### WORK TASK
Beginning with the very first line, please reproduce the entries exactly through the line containing "impl Display for".

### Stored items
________________________
/*
 * Copyright (C) 2024 Clownvin <123clownvin@gmail.com>
 *
 * This file is part of Flashquiz.
 *
 * Flashquiz is free software: you can redistribute it and/or modify
 * it under the terms of the GNU General Public License as published by
 * the Free Software Foundation, either version 3 of the License, or
 * (at your option) any later version.
 *
 * Flashquiz is distributed in the hope that it will be useful,
 * but WITHOUT ANY WARRANTY; without even the implied warranty of
 * MERCHANTABILITY or FITNESS FOR A PARTICULAR PURPOSE.  See the
 * GNU General Public License for more details.
 *
 * You should have received a copy of the GNU General Public License
 * along with Flashquiz.  If not, see <http://www.gnu.org/licenses/>.
 */

use std::{fmt::Display, path::PathBuf};

use indexmap::IndexMap;
use serde::{Deserialize, Serialize};

use crate::deck::Deck;

#[derive(Debug)]
pub enum ScoreError {
    Io(PathBuf, std::io::Error),
    Serde(PathBuf, serde_json::Error),
}

impl Display for ScoreError {
    fn fmt(&self, f: &mut std::fmt::Formatter<'_>) -> std::fmt::Result {
        match self {
            Self::Io(path, err) => f.write_fmt(format_args!(
                "IoError: {err}, path: {}",
                path.to_str().unwrap_or("unknown")
            )),
            Self::Serde(path, err) => f.write_fmt(format_args!(
                "SerdeError: {err}, path: {}",
                path.to_str().unwrap_or("unknown")
            )),
        }
    }
}

///Question to tally, for a single user. Keeps insertion order, which is deck
///order for a new user and file order for a loaded one.
pub type Tallies = IndexMap<String, Tally>;

///Every user's tallies, keyed by the name they entered, in the order they
///first appeared.
#[derive(Serialize, Deserialize, PartialEq, Eq, Clone, Debug, Default)]
#[serde(transparent)]
pub struct UserRecord {
    users: IndexMap<String, Tallies>,
}

impl UserRecord {
    pub fn new() -> Self {
        Self::default()
    }

    ///Creates the user if needed and gives every card in the deck a tally.
    ///Existing tallies are left untouched.
    pub fn ensure_user(&mut self, name: &str, deck: &Deck) -> &Tallies {
        let tallies = self.users.entry(name.to_owned()).or_default();

        for card in deck.iter() {
            if !tallies.contains_key(&card.question) {
                tallies.insert(card.question.clone(), Tally::default());
            }
        }

        tallies
    }

    pub fn tallies(&self, name: &str) -> Option<&Tallies> {
        self.users.get(name)
    }

    pub fn tally_mut(&mut self, name: &str, question: &str) -> &mut Tally {
        self.users
            .entry(name.to_owned())
            .or_default()
            .entry(question.to_owned())
            .or_default()
    }

    pub fn is_empty(&self) -> bool {
        self.users.is_empty()
    }
}

#[derive(Serialize, Deserialize, PartialEq, Eq, Clone, Copy, Debug, Default)]
pub struct Tally {
    #[serde(default)]
    pub correct: u32,
    #[serde(default)]
    pub wrong: u32,
}

impl Tally {
    ///`max(1, wrong - correct + 1)`: cards missed more often than answered are
    ///drawn more often, and a mastered card never drops to zero.
    pub fn weight(&self) -> u64 {
        let weight = i64::from(self.wrong) - i64::from(self.correct) + 1;
        weight.max(1) as u64
    }
}

pub trait Persist {
    fn save(&mut self, record: &UserRecord) -> Result<(), ScoreError>;
}

///JSON file backing a [`UserRecord`].
pub struct ScoreStore {
    path: PathBuf,
}

const DEFAULT_HOME_SCORES_PATH: &str = ".config/flashquiz/user_data.json";
const FALLBACK_SCORES_PATH: &str = "user_data.json";

impl ScoreStore {
    pub fn new(path: impl Into<PathBuf>) -> Self {
        Self { path: path.into() }
    }

    pub fn in_user_home() -> Self {
        Self::new(default_path())
    }

    pub fn path(&self) -> &PathBuf {
        &self.path
    }

    ///Reads the record. A missing, unreadable or corrupt file yields an empty record.
    pub fn load(&self) -> UserRecord {
        let path = &self.path;

        match std::fs::metadata(path) {
            Err(_) => UserRecord::new(),
            Ok(metadata) if !metadata.is_file() => {
                tracing::warn!(path = %path.display(), "Score path is not a file, starting empty");
                UserRecord::new()
            }
            Ok(_) => match std::fs::read_to_string(path) {
                Ok(json) => serde_json::from_str(&json).unwrap_or_else(|err| {
                    tracing::warn!(path = %path.display(), %err, "Discarding unreadable scores");
                    UserRecord::new()
                }),
                Err(err) => {
                    tracing::warn!(path = %path.display(), %err, "Unable to read scores");
                    UserRecord::new()
                }
            },
        }
    }

    fn temp_path(&self) -> PathBuf {
        let mut name = self
            .path
            .file_name()
            .map(|name| name.to_os_string())
            .unwrap_or_default();
        name.push(".tmp");
        self.path.with_file_name(name)
    }
}

impl Persist for ScoreStore {
    ///Replaces the file with the full, pretty printed record.
    fn save(&mut self, record: &UserRecord) -> Result<(), ScoreError> {
        let path = &self.path;

        if let Some(parent) = path.parent() {
            if !parent.as_os_str().is_empty() && !parent.exists() {
                std::fs::create_dir_all(parent)
                    .map_err(|err| ScoreError::Io(path.clone(), err))?;
            }
        }

        let json = serde_json::to_string_pretty(record)
            .map_err(|err| ScoreError::Serde(path.clone(), err))?;

        let temp = self.temp_path();
        std::fs::write(&temp, json).map_err(|err| ScoreError::Io(temp.clone(), err))?;
        std::fs::rename(&temp, path).map_err(|err| ScoreError::Io(path.clone(), err))?;

        Ok(())
    }
}

fn default_path() -> PathBuf {
    match dirs::home_dir() {
        Some(mut path) => {
            path.push(DEFAULT_HOME_SCORES_PATH);
            path
        }
        None => {
            tracing::warn!("Unable to find user home directory, using working directory");
            PathBuf::from(FALLBACK_SCORES_PATH)
        }
    }
}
________________________
### RESULT OF THE TASK
/*
 * Copyright (C) 2024 Clownvin <123clownvin@gmail.com>
 *
 * This file is part of Flashquiz.
 *
 * Flashquiz is free software: you can redistribute it and/or modify
 * it under the terms of the GNU General Public License as published by
 * the Free Software Foundation, either version 3 of the License, or
 * (at your option) any later version.
 *
 * Flashquiz is distributed in the hope that it will be useful,
 * but WITHOUT ANY WARRANTY; without even the implied warranty of
 * MERCHANTABILITY or FITNESS FOR A PARTICULAR PURPOSE.  See the
 * GNU General Public License for more details.
 *
 * You should have received a copy of the GNU General Public License
 * along with Flashquiz.  If not, see <http://www.gnu.org/licenses/>.
 */

use std::{fmt::Display, path::PathBuf};

use indexmap::IndexMap;
use serde::{Deserialize, Serialize};

use crate::deck::Deck;

#[derive(Debug)]
pub enum ScoreError {
    Io(PathBuf, std::io::Error),
    Serde(PathBuf, serde_json::Error),
}

impl Display for ScoreError {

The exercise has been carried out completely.